Back in the late 1980s, I worked as a secretary for a couple of docs at one of these very hospitals. I would often come home acutely nauseated by what I had no choice to learn about the relations between drug companies and doctors, and technology companies and doctors, and asbestos manufacturers and doctors-- and by my being required to participate in it. I kept wondering: are these things legal? Ought I to be writing these letters and these bills and these reports on University time? I just couldn't tell, because the corruption was so thoroughly normalized. "I'm not a bad guy, Timmi," one of the docs told me. (Apparently my control over my eyebrows had slipped, betraying my dismay when he told me to charge the asbestos company he was testifying for in court $200 an hour for his travel time, plus, of course, expenses and the fee for deposing the patient who was going to get screwed by his testimony.) (That $200 an hour would probably be a lot more now.) "This is just how we do business, he said," eager to justify himself to me. (One day, telling me about his passion for Ferraris, he told me he'd already put away the money needed to send his five children to Princeton-- which was when, he said, he decided he deserved to spend his money on Ferraris and other treats, given his sober diligence as a breadwinner.) In short, I learned then, from the back end, the real reason health care is so expensive in the US. Which is why, of course, the routine denial of health care to millions of people and the industry's ability to stave off government-mandated universal health care is particularly enraging: it's so totally unnecessary and is the best illustration I know of for what is wrong with the current state of politics in the US.
After reading these two pieces, I found myself wondering how any reasonable person could conclude that the people running hospitals that can't be taxed-- because they're "nonprofit"-- can get away with paying themselves millions a year plus "golden handcuffs." The KUOW article noted that one of these hospitals has as its motto "We seek simplicity in our lives and in our work." (Its CEO was paid $2.1 million in 2007.) It notes, too, that another of these hospitals laid off 200 employees this year. And I also recall reading some time ago that many of these hospitals' employees don't receive health insurance with their wages. (Is that still the case? I'd be surprised if it wasn't.) According to Ryan,
The IRS can impose tax penalties or even revoke a charity's nonprofit status if it deems compensation to be unreasonable.

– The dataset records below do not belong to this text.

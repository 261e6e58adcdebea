use crate::models::{LineQuote, Recommendation, StatObservation};
use anyhow::{Context, Result};
use std::path::Path;

/// Load a game-log snapshot (JSON array of observations) from disk
pub fn load_observations<P: AsRef<Path>>(path: P) -> Result<Vec<StatObservation>> {
    let json = std::fs::read_to_string(path.as_ref()).context("Failed to read snapshot file")?;
    let observations: Vec<StatObservation> =
        serde_json::from_str(&json).context("Failed to deserialize observations")?;
    Ok(observations)
}

/// Save a game-log snapshot as pretty JSON
pub fn save_observations<P: AsRef<Path>>(observations: &[StatObservation], path: P) -> Result<()> {
    let json =
        serde_json::to_string_pretty(observations).context("Failed to serialize observations")?;
    std::fs::write(path.as_ref(), json).context("Failed to write snapshot file")?;
    Ok(())
}

/// Load posted lines (JSON array of quotes) from disk
pub fn load_lines<P: AsRef<Path>>(path: P) -> Result<Vec<LineQuote>> {
    let json = std::fs::read_to_string(path.as_ref()).context("Failed to read lines file")?;
    let lines: Vec<LineQuote> =
        serde_json::from_str(&json).context("Failed to deserialize line quotes")?;
    Ok(lines)
}

/// Save ranked recommendations to CSV, one flat row per play
pub fn save_recommendations_to_csv<P: AsRef<Path>>(
    recommendations: &[Recommendation],
    path: P,
) -> Result<()> {
    let mut writer = csv::Writer::from_path(path.as_ref()).context("Failed to create CSV file")?;
    for recommendation in recommendations {
        writer
            .serialize(recommendation)
            .context("Failed to write recommendation row")?;
    }
    writer.flush().context("Failed to flush CSV file")?;
    Ok(())
}
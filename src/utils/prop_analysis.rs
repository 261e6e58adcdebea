use crate::config::AnalyzerConfig;
use crate::error::AnalyzerError;
use crate::models::{
    Confidence, DefenseBaselines, ExpectedStats, HistoryProvider, LeagueAverages, LineQuote,
    Recommendation, Side, StatObservation, StatType,
};
use crate::utils::deviation::{expected_value, recent_average, season_average, standard_deviation};
use std::cmp::Ordering;
use tracing::warn;

/// Compute the blended expected value and its component averages for one
/// player/stat. Fails when the player has no season observations for the
/// stat: a missing average is never silently replaced with a default.
pub fn expected_stats(
    player_id: &str,
    stat_type: StatType,
    opponent: &str,
    history: &[StatObservation],
    defense: &DefenseBaselines,
    league_baseline: f64,
    config: &AnalyzerConfig,
) -> Result<ExpectedStats, AnalyzerError> {
    let (season_avg, season_games) = season_average(history, stat_type);
    if season_games == 0 {
        return Err(AnalyzerError::InsufficientData {
            player_id: player_id.to_string(),
            stat_type,
        });
    }

    let (recent_avg, recent_games) = recent_average(history, stat_type, config.recent_window);
    let opponent_adj = defense.opponent_adjustment(opponent, stat_type, league_baseline);
    let expected = expected_value(season_avg, recent_avg, opponent_adj, &config.weights);

    Ok(ExpectedStats {
        season_avg,
        season_games,
        recent_avg,
        recent_games,
        opponent_adj,
        expected,
    })
}

/// Analyze one posted line against a player's history.
///
/// The line-setter is assumed better informed than the naive projection, so
/// large deviations are followed, not faded: a line set above expectation is
/// an OVER, a line set below is an UNDER, and small deviations are no play.
#[allow(clippy::too_many_arguments)]
pub fn analyze_line(
    player_id: &str,
    stat_type: StatType,
    line_value: f64,
    opponent: &str,
    history: &[StatObservation],
    defense: &DefenseBaselines,
    league_baseline: f64,
    config: &AnalyzerConfig,
) -> Result<Recommendation, AnalyzerError> {
    // Configuration errors halt everything before any data is touched
    config.validate()?;

    let stats = expected_stats(
        player_id,
        stat_type,
        opponent,
        history,
        defense,
        league_baseline,
        config,
    )?;

    let deviation = line_value - stats.expected;
    let std_dev = standard_deviation(history, stat_type);

    // Zero variance is not an error: z-score is defined as 0 (no play)
    let z_score = if std_dev > 0.0 { deviation / std_dev } else { 0.0 };
    let abs_z = z_score.abs();

    // A z of exactly 0 (zero variance or line == expected) is never a play,
    // even when the no-play floor is set to 0
    let thresholds = &config.thresholds;
    let (side, confidence) = if z_score == 0.0 || abs_z < thresholds.no_play {
        (Side::NoPlay, Confidence::Low)
    } else {
        let side = if z_score > 0.0 { Side::Over } else { Side::Under };
        let confidence = if abs_z >= thresholds.high {
            Confidence::High
        } else {
            Confidence::Medium
        };
        (side, confidence)
    };

    let reasoning = build_reasoning(deviation, side, &stats);

    Ok(Recommendation {
        player_id: player_id.to_string(),
        stat_type,
        line_value,
        season_avg: stats.season_avg,
        recent_avg: stats.recent_avg,
        opponent_adj: stats.opponent_adj,
        expected: stats.expected,
        deviation,
        std_dev,
        z_score,
        side,
        confidence,
        reasoning,
    })
}

/// Human-readable explanation for a recommendation
fn build_reasoning(deviation: f64, side: Side, stats: &ExpectedStats) -> String {
    match side {
        Side::NoPlay => "Line is close to expected - no edge".to_string(),
        Side::Under => {
            if stats.recent_avg < stats.season_avg {
                format!(
                    "Line set LOW ({:.1} below expected) with the player trending down (recent {:.1} vs season {:.1}). Follow the book: UNDER",
                    deviation.abs(),
                    stats.recent_avg,
                    stats.season_avg
                )
            } else {
                format!(
                    "Line set LOW ({:.1} below expected) despite good recent form. The book knows something: UNDER",
                    deviation.abs()
                )
            }
        }
        Side::Over => {
            if stats.recent_avg > stats.season_avg {
                format!(
                    "Line set HIGH (+{:.1} above expected) with the player trending up (recent {:.1} vs season {:.1}). Follow the book: OVER",
                    deviation,
                    stats.recent_avg,
                    stats.season_avg
                )
            } else {
                format!(
                    "Line set HIGH (+{:.1} above expected) despite down recent form. The book knows something: OVER",
                    deviation
                )
            }
        }
    }
}

/// Filter and order recommendations: drop NO PLAY and anything below the
/// minimum |z-score|, biggest deviations first. Ties break by player id,
/// then stat type, so equal inputs always rank identically.
pub fn rank_plays(mut recommendations: Vec<Recommendation>, min_z_score: f64) -> Vec<Recommendation> {
    recommendations.retain(|rec| rec.side != Side::NoPlay && rec.z_score.abs() >= min_z_score);

    recommendations.sort_by(|a, b| {
        b.z_score
            .abs()
            .partial_cmp(&a.z_score.abs())
            .unwrap_or(Ordering::Equal)
            .then_with(|| a.player_id.cmp(&b.player_id))
            .then_with(|| a.stat_type.cmp(&b.stat_type))
    });

    recommendations
}

/// Analyze a slate of posted lines (each paired with the player's opponent)
/// and return the ranked plays.
///
/// Configuration is validated once up front; a bad config fails the whole
/// batch. Per-player data problems do not: players with no usable history
/// are logged and skipped, as are quotes for stats with no league baseline.
pub fn find_best_plays<H: HistoryProvider>(
    slate: &[(LineQuote, String)],
    provider: &H,
    defense: &DefenseBaselines,
    league: &LeagueAverages,
    config: &AnalyzerConfig,
    min_z_score: f64,
) -> Result<Vec<Recommendation>, AnalyzerError> {
    config.validate()?;

    let mut plays = Vec::new();

    for (quote, opponent) in slate {
        let league_baseline = match league.get(quote.stat_type) {
            Some(baseline) => baseline,
            None => {
                warn!(
                    stat_type = %quote.stat_type,
                    player_id = %quote.player_id,
                    "no league baseline for stat, skipping quote"
                );
                continue;
            }
        };

        let history = provider.game_log(&quote.player_id);

        match analyze_line(
            &quote.player_id,
            quote.stat_type,
            quote.line_value,
            opponent,
            &history,
            defense,
            league_baseline,
            config,
        ) {
            Ok(recommendation) => plays.push(recommendation),
            Err(AnalyzerError::InsufficientData { .. }) => {
                warn!(
                    player_id = %quote.player_id,
                    stat_type = %quote.stat_type,
                    "no season history, skipping player"
                );
            }
            Err(err) => return Err(err),
        }
    }

    Ok(rank_plays(plays, min_z_score))
}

An IRS report this year on the nation's tax–exempt hospitals found almost no executive compensation violating the federal standard for reasonable pay. But the agency says it has a hard time enforcing the law because the notion of what is reasonable is so imprecise.
Reasonable? I suppose if you assume that bosses need to be paid 200 times as much (or more) as most of their employees, millions in salary a year for the so-called "employees" of a so-called "nonprofit" is "reasonable." But I wonder why someone holding such an attitude gets to decide what is reasonable in the first place. (What are such people doing, working for the IRS?) Why not put some ordinary people in charge of deciding what "reasonable" is. We could ask the surviving relatives of people who die from curable conditions because they can't afford or are denied health insurance and thus health care what reasonable is. Or perhaps we could ask some of the people just laid off by these hospitals: they might have a more informed notion of what reasonable is. "Reasonable," obviously, in this case doesn't mean reasonable to the ordinary person on the street, but something else entirely.